Task brief: Where does the string "LookLeft" occur in the records below? Copy every line that holds it.

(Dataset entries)
-*-*-
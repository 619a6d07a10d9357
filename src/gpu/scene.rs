//! The demo scene: a colored cube viewed through the camera uniform.

use wgpu::util::DeviceExt;

use super::texture::{RenderTarget, DEPTH_FORMAT};
use crate::camera::CameraUniform;

/// Vertices drawn per frame (6 faces x 2 triangles).
const CUBE_VERTICES: u32 = 36;

/// Draws the scene into any color target.
///
/// Holds one pipeline per color format it has drawn into, so the window
/// surface and the capture target can use different formats while sharing
/// the camera uniform and depth buffer.
pub struct SceneRenderer {
    shader: wgpu::ShaderModule,
    pipeline_layout: wgpu::PipelineLayout,
    pipelines: Vec<(wgpu::TextureFormat, wgpu::RenderPipeline)>,
    camera_buffer: wgpu::Buffer,
    camera_bind_group: wgpu::BindGroup,
    depth: RenderTarget,
    clear_color: wgpu::Color,
}

impl SceneRenderer {
    /// Create the scene resources for a `width` x `height` viewport.
    #[must_use]
    pub fn new(
        device: &wgpu::Device,
        (width, height): (u32, u32),
        clear_color: [f64; 4],
    ) -> Self {
        let shader = device.create_shader_module(wgpu::include_wgsl!(
            "../../assets/shaders/scene.wgsl"
        ));

        let camera_layout =
            device.create_bind_group_layout(&wgpu::BindGroupLayoutDescriptor {
                label: Some("Camera Layout"),
                entries: &[wgpu::BindGroupLayoutEntry {
                    binding: 0,
                    visibility: wgpu::ShaderStages::VERTEX,
                    ty: wgpu::BindingType::Buffer {
                        ty: wgpu::BufferBindingType::Uniform,
                        has_dynamic_offset: false,
                        min_binding_size: None,
                    },
                    count: None,
                }],
            });

        let camera_buffer =
            device.create_buffer_init(&wgpu::util::BufferInitDescriptor {
                label: Some("Camera Buffer"),
                contents: bytemuck::bytes_of(&CameraUniform {
                    view_proj: glam::Mat4::IDENTITY.to_cols_array_2d(),
                }),
                usage: wgpu::BufferUsages::UNIFORM
                    | wgpu::BufferUsages::COPY_DST,
            });

        let camera_bind_group =
            device.create_bind_group(&wgpu::BindGroupDescriptor {
                label: Some("Camera Bind Group"),
                layout: &camera_layout,
                entries: &[wgpu::BindGroupEntry {
                    binding: 0,
                    resource: camera_buffer.as_entire_binding(),
                }],
            });

        let pipeline_layout =
            device.create_pipeline_layout(&wgpu::PipelineLayoutDescriptor {
                label: Some("Scene Pipeline Layout"),
                bind_group_layouts: &[&camera_layout],
                push_constant_ranges: &[],
            });

        let [r, g, b, a] = clear_color;
        Self {
            shader,
            pipeline_layout,
            pipelines: Vec::new(),
            camera_buffer,
            camera_bind_group,
            depth: RenderTarget::depth(device, width, height),
            clear_color: wgpu::Color { r, g, b, a },
        }
    }

    /// Recreate the depth buffer for a new viewport size.
    pub fn resize(&mut self, device: &wgpu::Device, width: u32, height: u32) {
        if self.depth.size() != (width.max(1), height.max(1)) {
            self.depth = RenderTarget::depth(device, width, height);
        }
    }

    /// Upload the camera matrix for the next draws.
    pub fn update_camera(&self, queue: &wgpu::Queue, uniform: &CameraUniform) {
        queue.write_buffer(&self.camera_buffer, 0, bytemuck::bytes_of(uniform));
    }

    /// Record a pass that clears `target` and draws the scene into it.
    pub fn draw(
        &mut self,
        device: &wgpu::Device,
        encoder: &mut wgpu::CommandEncoder,
        target: &wgpu::TextureView,
        format: wgpu::TextureFormat,
    ) {
        let index = self.pipeline_index(device, format);
        let pipeline = &self.pipelines[index].1;

        let mut pass = encoder.begin_render_pass(&wgpu::RenderPassDescriptor {
            label: Some("Scene Pass"),
            color_attachments: &[Some(wgpu::RenderPassColorAttachment {
                view: target,
                resolve_target: None,
                ops: wgpu::Operations {
                    load: wgpu::LoadOp::Clear(self.clear_color),
                    store: wgpu::StoreOp::Store,
                },
                depth_slice: None,
            })],
            depth_stencil_attachment: Some(
                wgpu::RenderPassDepthStencilAttachment {
                    view: &self.depth.view,
                    depth_ops: Some(wgpu::Operations {
                        load: wgpu::LoadOp::Clear(1.0),
                        store: wgpu::StoreOp::Store,
                    }),
                    stencil_ops: None,
                },
            ),
            ..Default::default()
        });
        pass.set_pipeline(pipeline);
        pass.set_bind_group(0, &self.camera_bind_group, &[]);
        pass.draw(0..CUBE_VERTICES, 0..1);
    }

    fn pipeline_index(
        &mut self,
        device: &wgpu::Device,
        format: wgpu::TextureFormat,
    ) -> usize {
        if let Some(i) = self.pipelines.iter().position(|(f, _)| *f == format) {
            return i;
        }
        log::debug!("creating scene pipeline for {format:?}");
        let pipeline = self.create_pipeline(device, format);
        self.pipelines.push((format, pipeline));
        self.pipelines.len() - 1
    }

    fn create_pipeline(
        &self,
        device: &wgpu::Device,
        format: wgpu::TextureFormat,
    ) -> wgpu::RenderPipeline {
        device.create_render_pipeline(&wgpu::RenderPipelineDescriptor {
            label: Some("Scene Pipeline"),
            layout: Some(&self.pipeline_layout),
            vertex: wgpu::VertexState {
                module: &self.shader,
                entry_point: Some("vs_main"),
                buffers: &[],
                compilation_options: Default::default(),
            },
            fragment: Some(wgpu::FragmentState {
                module: &self.shader,
                entry_point: Some("fs_main"),
                targets: &[Some(wgpu::ColorTargetState {
                    format,
                    blend: Some(wgpu::BlendState::REPLACE),
                    write_mask: wgpu::ColorWrites::ALL,
                })],
                compilation_options: Default::default(),
            }),
            primitive: wgpu::PrimitiveState::default(),
            depth_stencil: Some(wgpu::DepthStencilState {
                format: DEPTH_FORMAT,
                depth_write_enabled: true,
                depth_compare: wgpu::CompareFunction::Less,
                stencil: wgpu::StencilState::default(),
                bias: wgpu::DepthBiasState::default(),
            }),
            multisample: wgpu::MultisampleState::default(),
            multiview: None,
            cache: None,
        })
    }
}
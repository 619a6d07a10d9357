use std::collections::HashMap;

use serde::{Deserialize, Serialize};

use crate::input::KeyAction;

#[derive(Debug, Clone, Serialize, Deserialize, PartialEq, Eq)]
#[serde(default)]
/// Configurable keyboard bindings mapping actions to key codes.
pub struct KeybindingOptions {
    /// Maps action → key string (e.g. `Screenshot` → `"F2"`).
    pub bindings: HashMap<KeyAction, String>,
    /// Reverse lookup cache (key string → action). Rebuilt on load.
    #[serde(skip)]
    key_to_action: HashMap<String, KeyAction>,
}

impl Default for KeybindingOptions {
    fn default() -> Self {
        let bindings = HashMap::from([
            (KeyAction::MoveForward, "KeyW".into()),
            (KeyAction::MoveBackward, "KeyS".into()),
            (KeyAction::MoveLeft, "KeyA".into()),
            (KeyAction::MoveRight, "KeyD".into()),
            (KeyAction::LookLeft, "ArrowLeft".into()),
            (KeyAction::LookRight, "ArrowRight".into()),
            (KeyAction::LookUp, "ArrowUp".into()),
            (KeyAction::LookDown, "ArrowDown".into()),
            (KeyAction::ZoomIn, "Equal".into()),
            (KeyAction::ZoomOut, "Minus".into()),
            (KeyAction::ResetCamera, "KeyR".into()),
            (KeyAction::Screenshot, "F2".into()),
            (KeyAction::ToggleRecording, "F3".into()),
            (KeyAction::Quit, "Escape".into()),
        ]);

        let mut opts = Self {
            bindings,
            key_to_action: HashMap::new(),
        };
        opts.rebuild_reverse_map();
        opts
    }
}

impl KeybindingOptions {
    /// Rebuild the reverse lookup map (key string → action).
    pub fn rebuild_reverse_map(&mut self) {
        self.key_to_action.clear();
        for (action, key) in &self.bindings {
            let _ = self.key_to_action.insert(key.clone(), *action);
        }
    }

    /// Bind `action` to `key`, replacing its previous key.
    pub fn bind(&mut self, action: KeyAction, key: impl Into<String>) {
        let _ = self.bindings.insert(action, key.into());
        self.rebuild_reverse_map();
    }

    /// Look up the action for a key string.
    #[must_use]
    pub fn lookup(&self, key: &str) -> Option<KeyAction> {
        self.key_to_action.get(key).copied()
    }
}
use serde::{Deserialize, Serialize};

#[derive(Debug, Clone, Serialize, Deserialize, PartialEq)]
#[serde(default)]
/// Window and presentation settings.
pub struct DisplayOptions {
    /// Initial window width in logical pixels.
    pub width: u32,
    /// Initial window height in logical pixels.
    pub height: u32,
    /// Window title.
    pub title: String,
    /// Frame rate cap (0 = unlimited).
    pub target_fps: u32,
    /// Background color, linear RGBA.
    pub clear_color: [f64; 4],
}

impl Default for DisplayOptions {
    fn default() -> Self {
        Self {
            width: 600,
            height: 600,
            title: "Glimpse".to_owned(),
            target_fps: 0,
            clear_color: [0.07, 0.13, 0.17, 1.0],
        }
    }
}

impl DisplayOptions {
    /// Width over height, falling back to 1 for a degenerate size.
    #[must_use]
    pub fn aspect(&self) -> f32 {
        if self.height == 0 {
            1.0
        } else {
            self.width as f32 / self.height as f32
        }
    }
}
// -- Lint policy ---------------------------------------------------------
// This is the single source of truth for crate-wide lints.

// Broad lint groups
#![deny(clippy::all)]
#![deny(clippy::pedantic)]
#![deny(clippy::nursery)]
// Documentation
#![deny(missing_docs)]
#![deny(rustdoc::broken_intra_doc_links)]
#![deny(rustdoc::private_intra_doc_links)]
#![deny(rustdoc::bare_urls)]
// No panicking in library code
#![deny(clippy::unwrap_used)]
#![deny(clippy::expect_used)]
#![deny(clippy::panic)]
#![deny(clippy::todo)]
#![deny(clippy::unimplemented)]
// No debug/print artifacts
#![deny(clippy::dbg_macro)]
#![deny(clippy::print_stdout)]
#![deny(clippy::print_stderr)]
// Import hygiene
#![deny(clippy::wildcard_imports)]
// Function signature hygiene
#![deny(clippy::fn_params_excessive_bools)]
// Clone / pass-by-value hygiene
#![deny(clippy::needless_pass_by_value)]
#![deny(clippy::implicit_clone)]
// String hygiene
#![deny(clippy::inefficient_to_string)]
#![deny(clippy::redundant_closure_for_method_calls)]
#![deny(clippy::manual_string_new)]
#![deny(clippy::str_to_string)]
// Cargo lints (warn, not deny since cargo lints can be noisy)
#![warn(clippy::cargo)]
// Unused / redundant code
#![warn(unused_results)]
#![warn(unused_qualifications)]
// Cast hygiene
#![deny(trivial_casts)]
#![deny(trivial_numeric_casts)]
// Test code may unwrap and panic freely
#![cfg_attr(
    test,
    allow(clippy::unwrap_used, clippy::expect_used, clippy::panic)
)]

//! Interactive 3D viewer core with frame capture and GIF recording.
//!
//! Glimpse turns continuous user input into a stable view/projection
//! transform, and streams rendered frames into PNG screenshots or animated
//! GIF recordings without stalling the render loop.
//!
//! # Key entry points
//!
//! - [`camera::Camera`] - free-flying perspective camera
//! - [`capture::ScreenshotManager`] - screenshots and the recording state
//!   machine
//! - [`encode::SequenceEncoder`] - streaming GIF writer with loop control
//! - [`options::Options`] - runtime configuration (camera, capture,
//!   display, keybindings)
//! - `Viewer` - winit window running the whole pipeline (`viewer` feature)
//!
//! # Architecture
//!
//! Capture runs synchronously on the render thread: a
//! [`capture::FrameSource`] yields raw pixels, [`capture::FrameReader`]
//! reorients them top-down, and the manager either writes a PNG or appends
//! the frame to the active session. Stopping a session moves its frames to
//! a background encoder thread that writes the GIF in submission order and
//! reports back through a [`capture::PendingExport`].

pub mod camera;
pub mod capture;
pub mod encode;
pub mod error;
#[cfg(feature = "viewer")]
pub mod gpu;
pub mod input;
pub mod options;
pub mod util;
#[cfg(feature = "viewer")]
pub mod viewer;

pub use camera::Camera;
pub use capture::{CapturedFrame, FrameReader, FrameSource, ScreenshotManager};
pub use encode::SequenceEncoder;
pub use error::GlimpseError;
#[cfg(feature = "viewer")]
pub use viewer::{Viewer, ViewerBuilder};
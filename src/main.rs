//! `glimpse [options.toml]`: open the viewer window.
//!
//! F2 saves a screenshot, F3 starts and stops GIF recording, Escape quits.
//! Set `RUST_LOG=info` to see where files are written.

use std::path::Path;

use glimpse::{options::Options, Viewer};

fn main() {
    env_logger::init();

    let options = match std::env::args().nth(1) {
        Some(path) => match Options::load(Path::new(&path)) {
            Ok(options) => options,
            Err(e) => {
                log::error!("failed to load options from {path}: {e}");
                std::process::exit(1);
            }
        },
        None => Options::default(),
    };

    if let Err(e) = Viewer::builder().with_options(options).build().run() {
        log::error!("{e}");
        std::process::exit(1);
    }
}
//! Bindable key actions.

use serde::{Deserialize, Serialize};

/// Viewer actions that can be bound to keys.
///
/// Serde serializes as `snake_case` strings so TOML files stay readable:
/// ```toml
/// [keybindings.bindings]
/// screenshot = "F2"
/// toggle_recording = "F3"
/// ```
#[derive(Debug, Clone, Copy, PartialEq, Eq, Hash, Serialize, Deserialize)]
#[serde(rename_all = "snake_case")]
pub enum KeyAction {
    /// Move along the view direction.
    MoveForward,
    /// Move against the view direction.
    MoveBackward,
    /// Strafe left.
    MoveLeft,
    /// Strafe right.
    MoveRight,
    /// Turn left about world up.
    LookLeft,
    /// Turn right about world up.
    LookRight,
    /// Tilt the view up.
    LookUp,
    /// Tilt the view down.
    LookDown,
    /// Narrow the field of view.
    ZoomIn,
    /// Widen the field of view.
    ZoomOut,
    /// Restore the starting position, orientation and zoom.
    ResetCamera,
    /// Save the current frame as a PNG.
    Screenshot,
    /// Start or stop GIF recording.
    ToggleRecording,
    /// Close the viewer.
    Quit,
}

impl KeyAction {
    /// Whether holding the key should keep applying the action.
    ///
    /// Camera motion repeats; one-shot actions fire once per press.
    #[must_use]
    pub fn repeats(self) -> bool {
        !matches!(
            self,
            Self::ResetCamera | Self::Screenshot | Self::ToggleRecording | Self::Quit
        )
    }
}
-*-*-
Result:
            (KeyAction::LookLeft, "ArrowLeft".into()),
    LookLeft,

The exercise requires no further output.